▶ Work to complete: Your job is to copy the lines from the material that include "hearthlinkd".

▶ Dataset records:
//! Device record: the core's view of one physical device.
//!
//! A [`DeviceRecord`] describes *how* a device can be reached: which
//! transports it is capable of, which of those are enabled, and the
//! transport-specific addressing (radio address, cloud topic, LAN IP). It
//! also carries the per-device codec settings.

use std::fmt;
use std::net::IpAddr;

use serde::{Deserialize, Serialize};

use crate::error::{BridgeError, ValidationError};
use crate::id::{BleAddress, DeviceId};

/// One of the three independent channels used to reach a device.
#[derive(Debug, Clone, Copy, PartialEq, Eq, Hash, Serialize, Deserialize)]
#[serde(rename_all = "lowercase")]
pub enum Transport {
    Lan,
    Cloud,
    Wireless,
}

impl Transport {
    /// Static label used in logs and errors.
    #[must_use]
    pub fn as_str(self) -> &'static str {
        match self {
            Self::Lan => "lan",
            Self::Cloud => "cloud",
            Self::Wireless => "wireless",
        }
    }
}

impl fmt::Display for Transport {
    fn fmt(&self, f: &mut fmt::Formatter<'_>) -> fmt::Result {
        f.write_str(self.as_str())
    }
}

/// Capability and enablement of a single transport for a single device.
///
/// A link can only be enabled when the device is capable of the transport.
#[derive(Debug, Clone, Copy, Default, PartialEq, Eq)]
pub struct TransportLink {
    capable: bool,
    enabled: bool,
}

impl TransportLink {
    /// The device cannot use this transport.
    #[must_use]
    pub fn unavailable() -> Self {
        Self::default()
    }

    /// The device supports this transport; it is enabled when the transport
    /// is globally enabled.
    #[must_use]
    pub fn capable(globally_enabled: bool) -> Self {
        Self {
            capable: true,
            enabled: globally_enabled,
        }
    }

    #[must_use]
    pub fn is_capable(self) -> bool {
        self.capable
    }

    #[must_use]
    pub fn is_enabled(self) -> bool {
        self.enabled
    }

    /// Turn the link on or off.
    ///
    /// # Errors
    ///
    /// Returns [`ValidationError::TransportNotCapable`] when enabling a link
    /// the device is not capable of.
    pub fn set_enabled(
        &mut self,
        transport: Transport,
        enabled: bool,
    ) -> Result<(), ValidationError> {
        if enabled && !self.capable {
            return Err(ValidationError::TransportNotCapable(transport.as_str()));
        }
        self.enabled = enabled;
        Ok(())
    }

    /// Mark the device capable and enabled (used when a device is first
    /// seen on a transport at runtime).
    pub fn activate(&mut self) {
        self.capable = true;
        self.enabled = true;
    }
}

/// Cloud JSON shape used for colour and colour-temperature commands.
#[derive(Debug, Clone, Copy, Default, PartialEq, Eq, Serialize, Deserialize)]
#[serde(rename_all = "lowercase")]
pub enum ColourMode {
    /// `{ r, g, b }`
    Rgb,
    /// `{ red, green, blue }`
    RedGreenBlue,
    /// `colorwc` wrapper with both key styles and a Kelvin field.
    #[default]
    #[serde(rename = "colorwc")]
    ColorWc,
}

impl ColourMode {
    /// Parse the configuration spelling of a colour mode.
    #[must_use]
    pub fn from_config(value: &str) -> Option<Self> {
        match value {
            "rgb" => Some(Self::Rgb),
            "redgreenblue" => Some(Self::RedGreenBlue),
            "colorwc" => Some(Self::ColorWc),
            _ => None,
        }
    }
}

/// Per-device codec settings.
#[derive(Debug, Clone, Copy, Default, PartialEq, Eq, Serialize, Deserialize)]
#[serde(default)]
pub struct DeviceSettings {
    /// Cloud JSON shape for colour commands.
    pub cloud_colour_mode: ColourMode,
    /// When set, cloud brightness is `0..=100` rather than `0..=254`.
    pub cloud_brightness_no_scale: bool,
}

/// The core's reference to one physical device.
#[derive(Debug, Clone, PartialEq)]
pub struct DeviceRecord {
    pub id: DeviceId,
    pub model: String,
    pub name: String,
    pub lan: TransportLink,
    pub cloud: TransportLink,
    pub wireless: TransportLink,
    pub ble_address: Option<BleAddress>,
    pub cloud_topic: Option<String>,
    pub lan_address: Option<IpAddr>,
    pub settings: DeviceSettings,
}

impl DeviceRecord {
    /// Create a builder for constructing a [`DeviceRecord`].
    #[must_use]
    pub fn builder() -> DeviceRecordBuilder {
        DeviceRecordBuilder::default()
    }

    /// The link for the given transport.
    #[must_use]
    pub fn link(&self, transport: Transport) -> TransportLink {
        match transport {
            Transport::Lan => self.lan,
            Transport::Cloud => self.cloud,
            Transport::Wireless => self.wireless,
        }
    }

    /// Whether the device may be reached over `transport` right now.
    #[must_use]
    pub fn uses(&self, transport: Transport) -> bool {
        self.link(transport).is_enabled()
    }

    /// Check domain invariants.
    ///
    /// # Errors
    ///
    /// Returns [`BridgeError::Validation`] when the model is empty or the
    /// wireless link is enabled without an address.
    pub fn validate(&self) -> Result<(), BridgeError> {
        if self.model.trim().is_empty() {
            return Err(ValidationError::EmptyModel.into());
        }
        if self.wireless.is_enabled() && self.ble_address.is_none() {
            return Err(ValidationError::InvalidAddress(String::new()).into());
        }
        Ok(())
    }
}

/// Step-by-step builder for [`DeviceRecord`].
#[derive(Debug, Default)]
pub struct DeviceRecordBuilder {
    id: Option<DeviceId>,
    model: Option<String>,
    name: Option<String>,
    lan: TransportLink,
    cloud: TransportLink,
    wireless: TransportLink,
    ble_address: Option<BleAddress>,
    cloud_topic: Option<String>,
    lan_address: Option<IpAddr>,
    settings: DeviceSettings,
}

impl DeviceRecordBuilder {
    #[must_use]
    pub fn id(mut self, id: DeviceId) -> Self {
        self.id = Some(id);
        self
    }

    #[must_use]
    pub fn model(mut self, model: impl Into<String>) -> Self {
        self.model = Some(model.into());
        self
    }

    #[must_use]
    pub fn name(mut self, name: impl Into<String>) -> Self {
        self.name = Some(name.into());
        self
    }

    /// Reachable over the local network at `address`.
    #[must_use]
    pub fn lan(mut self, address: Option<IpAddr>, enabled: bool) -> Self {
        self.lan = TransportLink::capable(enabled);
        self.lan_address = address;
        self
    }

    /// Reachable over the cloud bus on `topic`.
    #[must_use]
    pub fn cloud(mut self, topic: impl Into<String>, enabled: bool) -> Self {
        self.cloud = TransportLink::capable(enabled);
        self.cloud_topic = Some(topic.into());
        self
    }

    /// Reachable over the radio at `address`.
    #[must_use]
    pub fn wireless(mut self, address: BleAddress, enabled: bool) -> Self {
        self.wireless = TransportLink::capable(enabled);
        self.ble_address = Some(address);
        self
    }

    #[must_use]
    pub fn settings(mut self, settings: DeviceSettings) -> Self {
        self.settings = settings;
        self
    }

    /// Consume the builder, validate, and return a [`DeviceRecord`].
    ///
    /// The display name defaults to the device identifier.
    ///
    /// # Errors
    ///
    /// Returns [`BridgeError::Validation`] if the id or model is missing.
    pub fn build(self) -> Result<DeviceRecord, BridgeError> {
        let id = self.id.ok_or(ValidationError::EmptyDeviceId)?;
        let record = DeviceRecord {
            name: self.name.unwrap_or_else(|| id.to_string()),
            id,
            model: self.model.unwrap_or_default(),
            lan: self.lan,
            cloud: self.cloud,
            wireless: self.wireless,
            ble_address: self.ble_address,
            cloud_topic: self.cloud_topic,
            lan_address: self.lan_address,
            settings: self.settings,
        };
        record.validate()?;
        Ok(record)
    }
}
--
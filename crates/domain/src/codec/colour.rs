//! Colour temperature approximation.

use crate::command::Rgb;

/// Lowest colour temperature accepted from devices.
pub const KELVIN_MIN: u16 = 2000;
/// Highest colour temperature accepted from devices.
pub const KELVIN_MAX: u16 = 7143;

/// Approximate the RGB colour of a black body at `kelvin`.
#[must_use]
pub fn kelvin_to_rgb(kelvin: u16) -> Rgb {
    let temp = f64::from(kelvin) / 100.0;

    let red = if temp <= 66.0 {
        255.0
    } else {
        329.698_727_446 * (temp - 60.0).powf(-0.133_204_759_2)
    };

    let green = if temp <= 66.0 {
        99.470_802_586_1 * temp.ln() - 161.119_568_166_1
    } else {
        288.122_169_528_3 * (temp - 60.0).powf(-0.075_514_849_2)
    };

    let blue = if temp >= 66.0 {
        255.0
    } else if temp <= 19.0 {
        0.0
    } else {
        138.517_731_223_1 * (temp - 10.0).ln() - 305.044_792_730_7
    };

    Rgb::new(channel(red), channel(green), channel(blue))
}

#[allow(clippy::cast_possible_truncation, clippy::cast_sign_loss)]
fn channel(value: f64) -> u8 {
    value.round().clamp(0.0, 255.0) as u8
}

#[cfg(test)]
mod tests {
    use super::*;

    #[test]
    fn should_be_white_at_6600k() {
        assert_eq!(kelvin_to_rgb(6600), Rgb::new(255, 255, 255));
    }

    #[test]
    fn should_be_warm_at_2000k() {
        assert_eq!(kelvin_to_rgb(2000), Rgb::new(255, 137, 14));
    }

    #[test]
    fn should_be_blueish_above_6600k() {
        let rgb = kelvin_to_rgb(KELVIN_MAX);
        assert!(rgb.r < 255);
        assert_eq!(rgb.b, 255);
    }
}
---
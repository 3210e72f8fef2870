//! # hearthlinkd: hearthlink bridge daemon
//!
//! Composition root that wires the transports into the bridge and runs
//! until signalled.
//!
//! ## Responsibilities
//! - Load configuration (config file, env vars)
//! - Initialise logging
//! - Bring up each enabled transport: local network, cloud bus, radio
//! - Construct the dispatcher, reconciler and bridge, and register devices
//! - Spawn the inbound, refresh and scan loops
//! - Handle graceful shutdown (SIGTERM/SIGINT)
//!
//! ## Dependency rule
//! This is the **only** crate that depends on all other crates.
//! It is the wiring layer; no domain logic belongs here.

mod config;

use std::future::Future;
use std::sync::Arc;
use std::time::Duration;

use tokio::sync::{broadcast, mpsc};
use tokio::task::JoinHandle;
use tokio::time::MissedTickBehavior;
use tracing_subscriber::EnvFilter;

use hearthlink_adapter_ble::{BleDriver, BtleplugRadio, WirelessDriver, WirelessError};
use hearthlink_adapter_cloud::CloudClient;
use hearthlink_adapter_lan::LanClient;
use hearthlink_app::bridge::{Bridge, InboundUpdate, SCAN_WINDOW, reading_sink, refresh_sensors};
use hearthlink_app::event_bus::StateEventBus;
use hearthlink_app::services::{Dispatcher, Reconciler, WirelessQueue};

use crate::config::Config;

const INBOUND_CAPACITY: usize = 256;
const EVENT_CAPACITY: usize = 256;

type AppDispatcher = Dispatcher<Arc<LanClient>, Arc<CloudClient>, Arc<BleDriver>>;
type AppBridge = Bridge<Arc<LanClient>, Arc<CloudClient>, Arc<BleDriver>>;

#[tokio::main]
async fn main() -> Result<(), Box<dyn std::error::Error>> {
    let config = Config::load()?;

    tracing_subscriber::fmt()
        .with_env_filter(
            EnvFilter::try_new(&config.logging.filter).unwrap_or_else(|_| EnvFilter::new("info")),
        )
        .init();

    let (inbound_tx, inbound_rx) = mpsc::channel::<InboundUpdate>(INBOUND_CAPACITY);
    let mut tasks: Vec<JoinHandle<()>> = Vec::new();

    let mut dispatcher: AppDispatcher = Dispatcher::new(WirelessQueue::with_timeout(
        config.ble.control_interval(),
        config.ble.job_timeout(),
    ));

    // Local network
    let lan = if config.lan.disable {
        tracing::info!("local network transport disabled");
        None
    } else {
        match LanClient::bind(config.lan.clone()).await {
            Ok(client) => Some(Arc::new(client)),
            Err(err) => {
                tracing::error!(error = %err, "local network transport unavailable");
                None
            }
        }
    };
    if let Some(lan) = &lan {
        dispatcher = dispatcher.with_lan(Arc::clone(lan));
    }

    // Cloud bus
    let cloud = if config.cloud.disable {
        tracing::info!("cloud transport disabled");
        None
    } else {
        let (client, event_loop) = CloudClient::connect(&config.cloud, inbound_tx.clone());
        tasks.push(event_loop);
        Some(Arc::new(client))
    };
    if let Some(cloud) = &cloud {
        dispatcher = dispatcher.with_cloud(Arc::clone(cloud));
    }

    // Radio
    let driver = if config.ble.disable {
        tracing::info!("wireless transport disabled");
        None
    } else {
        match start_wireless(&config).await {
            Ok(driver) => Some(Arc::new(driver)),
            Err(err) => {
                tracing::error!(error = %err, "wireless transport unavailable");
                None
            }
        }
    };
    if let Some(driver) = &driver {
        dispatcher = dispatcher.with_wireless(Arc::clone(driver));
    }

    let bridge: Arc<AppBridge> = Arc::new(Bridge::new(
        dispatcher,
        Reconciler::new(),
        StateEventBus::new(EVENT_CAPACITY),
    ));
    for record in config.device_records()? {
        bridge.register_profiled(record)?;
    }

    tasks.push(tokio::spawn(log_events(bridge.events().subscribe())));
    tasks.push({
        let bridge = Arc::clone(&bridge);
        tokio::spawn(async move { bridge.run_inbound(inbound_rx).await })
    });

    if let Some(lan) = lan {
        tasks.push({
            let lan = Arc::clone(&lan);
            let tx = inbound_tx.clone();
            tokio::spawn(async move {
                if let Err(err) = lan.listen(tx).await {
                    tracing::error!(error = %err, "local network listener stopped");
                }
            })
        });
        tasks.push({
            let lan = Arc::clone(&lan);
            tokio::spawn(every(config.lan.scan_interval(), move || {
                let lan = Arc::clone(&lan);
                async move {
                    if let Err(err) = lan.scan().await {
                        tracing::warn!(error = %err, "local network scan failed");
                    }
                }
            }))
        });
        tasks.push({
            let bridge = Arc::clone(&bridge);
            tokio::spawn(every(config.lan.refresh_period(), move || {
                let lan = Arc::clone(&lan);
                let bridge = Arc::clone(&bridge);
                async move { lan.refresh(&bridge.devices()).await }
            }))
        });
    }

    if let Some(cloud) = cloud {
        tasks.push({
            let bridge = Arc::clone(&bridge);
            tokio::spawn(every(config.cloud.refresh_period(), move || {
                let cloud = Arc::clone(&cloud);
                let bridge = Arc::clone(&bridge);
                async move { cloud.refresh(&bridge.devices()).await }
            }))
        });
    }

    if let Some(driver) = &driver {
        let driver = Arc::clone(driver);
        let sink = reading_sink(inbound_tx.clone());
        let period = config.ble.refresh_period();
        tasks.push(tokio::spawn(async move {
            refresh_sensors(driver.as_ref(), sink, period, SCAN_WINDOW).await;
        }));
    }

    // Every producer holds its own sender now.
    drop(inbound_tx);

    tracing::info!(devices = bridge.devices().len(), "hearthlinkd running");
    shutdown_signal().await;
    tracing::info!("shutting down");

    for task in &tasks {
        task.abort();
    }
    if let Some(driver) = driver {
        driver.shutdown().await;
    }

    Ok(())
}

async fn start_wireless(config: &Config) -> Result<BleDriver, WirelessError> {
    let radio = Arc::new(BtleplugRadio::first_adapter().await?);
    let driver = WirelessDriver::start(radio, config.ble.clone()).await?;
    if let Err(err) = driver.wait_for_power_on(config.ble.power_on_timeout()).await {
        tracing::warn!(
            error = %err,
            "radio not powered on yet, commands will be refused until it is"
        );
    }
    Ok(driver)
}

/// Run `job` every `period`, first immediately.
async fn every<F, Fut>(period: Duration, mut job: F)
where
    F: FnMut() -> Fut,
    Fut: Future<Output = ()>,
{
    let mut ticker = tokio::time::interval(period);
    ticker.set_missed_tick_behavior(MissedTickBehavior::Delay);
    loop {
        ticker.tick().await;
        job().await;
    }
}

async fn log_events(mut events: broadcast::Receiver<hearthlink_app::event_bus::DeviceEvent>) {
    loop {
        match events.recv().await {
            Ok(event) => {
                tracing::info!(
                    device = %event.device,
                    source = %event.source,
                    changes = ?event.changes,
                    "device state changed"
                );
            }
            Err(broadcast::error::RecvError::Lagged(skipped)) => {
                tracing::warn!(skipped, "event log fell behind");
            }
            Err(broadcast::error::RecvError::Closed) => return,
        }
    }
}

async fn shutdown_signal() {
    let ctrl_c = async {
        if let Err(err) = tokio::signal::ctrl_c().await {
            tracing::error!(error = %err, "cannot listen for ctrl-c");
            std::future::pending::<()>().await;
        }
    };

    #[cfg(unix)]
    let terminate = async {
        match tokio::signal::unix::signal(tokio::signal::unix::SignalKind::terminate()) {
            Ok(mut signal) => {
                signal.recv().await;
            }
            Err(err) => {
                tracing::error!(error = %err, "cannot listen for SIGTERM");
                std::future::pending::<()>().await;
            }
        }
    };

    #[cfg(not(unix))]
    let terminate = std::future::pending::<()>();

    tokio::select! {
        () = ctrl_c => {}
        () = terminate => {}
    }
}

▶ Response:
//! # hearthlinkd: hearthlink bridge daemon
    tracing::info!(devices = bridge.devices().len(), "hearthlinkd running");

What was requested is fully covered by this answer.